The 11-day engagement focuses on the full spectrum of naval capabilities and features cooperative evolutions that highlight the ability of U.S. and Indonesia to work together towards the common goal of ensuring a free and open Indo-Pacific maritime security environment.
“Strong relationships are built on trust, and developed through demonstrated actions and consistent and thoughtful discourse. These strong relationships are the foundation on which security, stability, and prosperity flourish,” said Capt. Tom Ogden, commodore of Destroyer Squadron (DESRON) 7. “CARAT Indonesia is a perfect venue for the U.S. and Indonesia to address mutual maritime security concerns, and to expand our cooperation in Southeast Asia.”
The at-sea phase will take place in the Java Sea, where U.S. Navy assets will join with ships and aircraft from Indonesian Navy, known as Tentera Nasional Indonesia – Angkatan Laut (TNI-AL), for partnered training focused on building interoperability and strengthening relationships. U.S. Navy ships and aircraft include Independence-variant littoral combat ship USS Jackson (LCS 18), embarked MH-60S Seahawk helicopter of Helicopter Sea Combat (HSC) Squadron 23, Spearhead-class expeditionary fast transport ship USNS Millinocket (T-EPF 3) and a P-8A Poseidon aircraft assigned to Commander, Task Force (CTF) 72.
The exercise will feature complex at-sea training to demonstrate the bilateral force’s ability to work together through numerous events including divisional tactics designed to enhance communication as ships sail together in complex maneuvers.
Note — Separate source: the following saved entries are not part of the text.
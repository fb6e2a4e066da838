#[allow(non_snake_case)]
pub mod Examples;
#[allow(non_snake_case)]
pub mod Kinetics;
#[allow(non_snake_case)]
pub mod KineticsIVP;
#[allow(non_snake_case)]
pub mod Utils;
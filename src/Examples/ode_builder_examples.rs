use crate::Kinetics::reaction_system::{
    ElementaryReaction, KineticSystemTask, build_kinetic_equations,
};
use std::collections::HashMap;

pub fn ode_builder_examples(task: usize) {
    //

    match task {
        0 => {
            // ROBERTSON'S PROBLEM: build the symbolic system from explicit mappings
            let reactions = vec![
                ElementaryReaction::new(
                    "k1",
                    HashMap::from([("A".to_string(), 1.0)]),
                    HashMap::from([("A".to_string(), -1.0), ("B".to_string(), 1.0)]),
                ),
                ElementaryReaction::new(
                    "k2",
                    HashMap::from([("B".to_string(), 1.0), ("C".to_string(), 1.0)]),
                    HashMap::from([("A".to_string(), 1.0), ("B".to_string(), -1.0)]),
                ),
                ElementaryReaction::new(
                    "k3",
                    HashMap::from([("B".to_string(), 2.0)]),
                    HashMap::from([("B".to_string(), -1.0), ("C".to_string(), 1.0)]),
                ),
            ];
            let substances = vec!["A".to_string(), "B".to_string(), "C".to_string()];
            let system = build_kinetic_equations(&reactions, &substances).unwrap();
            // dA/dt = k2*B*C - k1*A
            // dB/dt = k1*A - k2*B*C - k3*B^2
            // dC/dt = k3*B^2
            system.pretty_print_equations();
            println!("substances: {:?}", system.substances);
            println!("rate constants: {:?}", system.rate_constant_names);
            println!("stoichiometric matrix: {:?}", system.stoich.stoich_matrix);
        }
        1 => {
            // TWO-STEP DECAY from equation strings, with Jacobian
            let mut kinetic_task = KineticSystemTask::new();
            kinetic_task.set_problem_name("two-step decay");
            kinetic_task
                .set_reactions_from_equations(vec![("x => y", "l1"), ("y => z", "l2")])
                .unwrap();
            kinetic_task.set_substances(vec![
                "x".to_string(),
                "y".to_string(),
                "z".to_string(),
            ]);
            kinetic_task.build().unwrap();
            kinetic_task.pretty_print_system().unwrap();

            let jacobian = kinetic_task.jacobian().unwrap();
            for (i, row) in jacobian.iter().enumerate() {
                for (l, entry) in row.iter().enumerate() {
                    println!("J[{}][{}] = {}", i, l, entry);
                }
            }
        }
        2 => {
            // KINETIC TASK DOCUMENT: save to file and load back
            use crate::Utils::load_from_file::{LoadData, save_reaction_task};
            let reactions = vec![
                ElementaryReaction::from_equation("2 H2 + O2 => 2 H2O", "kb").unwrap(),
            ];
            let substances =
                vec!["H2".to_string(), "O2".to_string(), "H2O".to_string()];
            save_reaction_task("kinetic_task.txt", &substances, &reactions).unwrap();

            let ld = LoadData::new("kinetic_task.txt".to_string());
            let loaded_reactions = ld.load_reactions().unwrap();
            let loaded_substances = ld.load_substance_list().unwrap();
            let system =
                build_kinetic_equations(&loaded_reactions, &loaded_substances).unwrap();
            system.pretty_print_equations();
        }
        3 => {
            // STIFF IVP: Robertson's problem solved with BDF
            use crate::KineticsIVP::kinetic_ivp::KineticIVP;
            use RustedSciThe::numerical::ODE_api2::SolverType;
            let reactions = vec![
                ElementaryReaction::from_equation("A => B", "k1").unwrap(),
                ElementaryReaction::from_equation("B + C => A + C", "k2").unwrap(),
                ElementaryReaction::from_equation("2 B => B + C", "k3").unwrap(),
            ];
            let substances = vec!["A".to_string(), "B".to_string(), "C".to_string()];
            let mut ivp = KineticIVP::new(SolverType::BDF);
            ivp.set_reactions(&reactions, &substances).unwrap();
            ivp.set_rate_constants(HashMap::from([
                ("k1".to_string(), 0.04),
                ("k2".to_string(), 1.0e4),
                ("k3".to_string(), 3.0e7),
            ]));
            ivp.set_initial_concentrations(HashMap::from([
                ("A".to_string(), 1.0),
                ("B".to_string(), 0.0),
                ("C".to_string(), 0.0),
            ]));
            ivp.set_time(0.0, 40.0).unwrap();
            ivp.solve().unwrap();
            let (t, y) = ivp.get_result().unwrap();
            println!("mesh points: {}", t.len());
            let last = y.nrows() - 1;
            println!(
                "final state: A = {:.6}, B = {:.6e}, C = {:.6}",
                y[(last, 0)],
                y[(last, 1)],
                y[(last, 2)]
            );
            ivp.plot_in_terminal().unwrap();
        }

        _ => {
            println!("Wrong task number");
        }
    }
}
It will also consist of a tracking exercise aimed at increasing both navies’ ability to track and pursue targets through the coordinated deployment of surface ships and maritime patrol aircraft. Other focus areas include surface warfare, visit, board, search and seizure drills, mobile dive and salvage training, a gunnery exercise, maritime patrol operations, and exchanges between Explosive Ordnance Disposal technicians.
“CARAT 2021 is a forum for military-to-military cooperation between Indonesia and United States, especially the Indonesian navy and United States seventh fleet bilateral program,” said TNI-AL First Adm. Rachmad Jayadi, Second Fleet Command Chief of Staff, during the opening ceremony. “This joint exercise aims to improve the capabilities of the navy personnel in the field of warfare capability and become a place for sharing our knowledge and enhancing the skills of naval warfare as well as interoperability in facing maritime security challenges in the two countries.”
Involved U.S. personnel include staff from U.S. 7th Fleet, Marine Forces Pacific, CTF 72, CTF 73, CTF 75, CTF 76, DESRON 7, U.S. 7th Fleet Band and U.S. Embassy Jakarta.
Virtual subject matter expert exchange events will feature a variety of joint training opportunities, to include dive/salvage training, aviation and information sharing, force protection, maritime domain awareness, medical best practices and legal symposium.
Intergovernmental organization personnel from United Nations Office on Drugs and Crime (UNODC) and the European Union’s Critical Maritime Routes Indo-Pacific (EU-CRIMARIO) initiative will provide subject matter expertise, aimed to aid in understanding of the operational environment and U.S. 7th Fleet desires to continue this approach in future iterations.
This year, CARAT Indonesia has resumed with safety mitigation measures after being cancelled in 2020 for the COVID-19 pandemic. Indonesia has been part of the CARAT exercise series since it began in 1995. After 27 years of annual training events between the armed forces, CARAT Indonesia remains a model for cooperation that has evolved in complexity and enables both navies to refine operations and tactics in response to both traditional and non-traditional maritime security challenges.